Extract all of the entries and set them down verbatim.

______________________________

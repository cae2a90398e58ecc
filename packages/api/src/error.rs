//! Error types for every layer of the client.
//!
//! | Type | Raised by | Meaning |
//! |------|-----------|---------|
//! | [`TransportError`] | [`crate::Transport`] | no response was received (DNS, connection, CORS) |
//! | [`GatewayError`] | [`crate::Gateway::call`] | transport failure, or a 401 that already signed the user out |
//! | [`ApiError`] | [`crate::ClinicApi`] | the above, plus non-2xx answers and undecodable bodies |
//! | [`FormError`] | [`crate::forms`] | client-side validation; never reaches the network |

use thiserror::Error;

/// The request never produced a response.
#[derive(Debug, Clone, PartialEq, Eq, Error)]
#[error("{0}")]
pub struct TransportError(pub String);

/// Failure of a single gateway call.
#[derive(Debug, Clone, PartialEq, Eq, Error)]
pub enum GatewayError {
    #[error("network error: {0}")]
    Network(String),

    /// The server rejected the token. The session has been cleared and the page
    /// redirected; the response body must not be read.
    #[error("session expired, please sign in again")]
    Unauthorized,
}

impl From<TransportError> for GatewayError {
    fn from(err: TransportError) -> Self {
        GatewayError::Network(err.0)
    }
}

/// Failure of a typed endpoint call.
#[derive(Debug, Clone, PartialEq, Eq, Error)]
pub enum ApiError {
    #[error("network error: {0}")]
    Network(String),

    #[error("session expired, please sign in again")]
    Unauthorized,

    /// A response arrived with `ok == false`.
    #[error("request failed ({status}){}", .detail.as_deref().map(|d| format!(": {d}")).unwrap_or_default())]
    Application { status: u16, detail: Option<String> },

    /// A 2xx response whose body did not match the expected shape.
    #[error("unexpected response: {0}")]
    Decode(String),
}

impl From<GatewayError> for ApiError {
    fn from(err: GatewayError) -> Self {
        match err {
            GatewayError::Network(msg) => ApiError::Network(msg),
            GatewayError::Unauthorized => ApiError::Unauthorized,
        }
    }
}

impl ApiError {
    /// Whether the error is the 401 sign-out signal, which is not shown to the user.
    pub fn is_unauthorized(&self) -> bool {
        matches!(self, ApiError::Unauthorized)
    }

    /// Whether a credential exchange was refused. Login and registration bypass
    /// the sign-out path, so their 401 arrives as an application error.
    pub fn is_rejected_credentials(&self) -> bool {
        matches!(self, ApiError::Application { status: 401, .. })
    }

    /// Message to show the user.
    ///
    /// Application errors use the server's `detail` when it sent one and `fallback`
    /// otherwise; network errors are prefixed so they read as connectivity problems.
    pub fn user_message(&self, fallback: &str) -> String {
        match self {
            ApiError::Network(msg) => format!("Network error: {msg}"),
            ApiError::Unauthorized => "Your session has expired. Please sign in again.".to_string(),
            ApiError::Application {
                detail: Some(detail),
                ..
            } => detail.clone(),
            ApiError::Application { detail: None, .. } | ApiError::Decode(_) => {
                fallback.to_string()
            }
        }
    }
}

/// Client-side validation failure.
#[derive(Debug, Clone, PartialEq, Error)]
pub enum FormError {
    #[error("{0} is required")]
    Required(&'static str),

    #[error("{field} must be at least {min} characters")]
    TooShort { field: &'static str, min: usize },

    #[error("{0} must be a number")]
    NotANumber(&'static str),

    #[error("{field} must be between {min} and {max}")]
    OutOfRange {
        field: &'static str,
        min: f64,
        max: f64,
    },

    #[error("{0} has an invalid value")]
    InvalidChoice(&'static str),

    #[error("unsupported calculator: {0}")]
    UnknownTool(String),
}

______________________________

▶ Task answer
repository cae2a90398e58ecc
filename packages/api/src/error.rs
//! Error types for every layer of the client.
//!
//! | Type | Raised by | Meaning |
//! |------|-----------|---------|
//! | [`TransportError`] | [`crate::Transport`] | no response was received (DNS, connection, CORS) |
//! | [`GatewayError`] | [`crate::Gateway::call`] | transport failure, or a 401 that already signed the user out |
//! | [`ApiError`] | [`crate::ClinicApi`] | the above, plus non-2xx answers and undecodable bodies |
//! | [`FormError`] | [`crate::forms`] | client-side validation; never reaches the network |

use thiserror::Error;

/// The request never produced a response.
#[derive(Debug, Clone, PartialEq, Eq, Error)]
#[error("{0}")]
pub struct TransportError(pub String);

/// Failure of a single gateway call.
#[derive(Debug, Clone, PartialEq, Eq, Error)]
pub enum GatewayError {
    #[error("network error: {0}")]
    Network(String),

    /// The server rejected the token. The session has been cleared and the page
    /// redirected; the response body must not be read.
    #[error("session expired, please sign in again")]
    Unauthorized,
}

impl From<TransportError> for GatewayError {
    fn from(err: TransportError) -> Self {
        GatewayError::Network(err.0)
    }
}

/// Failure of a typed endpoint call.
#[derive(Debug, Clone, PartialEq, Eq, Error)]
pub enum ApiError {
    #[error("network error: {0}")]
    Network(String),

    #[error("session expired, please sign in again")]
    Unauthorized,

    /// A response arrived with `ok == false`.
    #[error("request failed ({status}){}", .detail.as_deref().map(|d| format!(": {d}")).unwrap_or_default())]
    Application { status: u16, detail: Option<String> },

    /// A 2xx response whose body did not match the expected shape.
    #[error("unexpected response: {0}")]
    Decode(String),
}

impl From<GatewayError> for ApiError {
    fn from(err: GatewayError) -> Self {
        match err {
            GatewayError::Network(msg) => ApiError::Network(msg),
            GatewayError::Unauthorized => ApiError::Unauthorized,
        }
    }
}

impl ApiError {
    /// Whether the error is the 401 sign-out signal, which is not shown to the user.
    pub fn is_unauthorized(&self) -> bool {
        matches!(self, ApiError::Unauthorized)
    }

    /// Whether a credential exchange was refused. Login and registration bypass
    /// the sign-out path, so their 401 arrives as an application error.
    pub fn is_rejected_credentials(&self) -> bool {
        matches!(self, ApiError::Application { status: 401, .. })
    }

    /// Message to show the user.
    ///
    /// Application errors use the server's `detail` when it sent one and `fallback`
    /// otherwise; network errors are prefixed so they read as connectivity problems.
    pub fn user_message(&self, fallback: &str) -> String {
        match self {
            ApiError::Network(msg) => format!("Network error: {msg}"),
            ApiError::Unauthorized => "Your session has expired. Please sign in again.".to_string(),
            ApiError::Application {
                detail: Some(detail),
                ..
            } => detail.clone(),
            ApiError::Application { detail: None, .. } | ApiError::Decode(_) => {
                fallback.to_string()
            }
        }
    }
}

/// Client-side validation failure.
#[derive(Debug, Clone, PartialEq, Error)]
pub enum FormError {
    #[error("{0} is required")]
    Required(&'static str),

    #[error("{field} must be at least {min} characters")]
    TooShort { field: &'static str, min: usize },

    #[error("{0} must be a number")]
    NotANumber(&'static str),

    #[error("{field} must be between {min} and {max}")]
    OutOfRange {
        field: &'static str,
        min: f64,
        max: f64,
    },

    #[error("{0} has an invalid value")]
    InvalidChoice(&'static str),

    #[error("unsupported calculator: {0}")]
    UnknownTool(String),
}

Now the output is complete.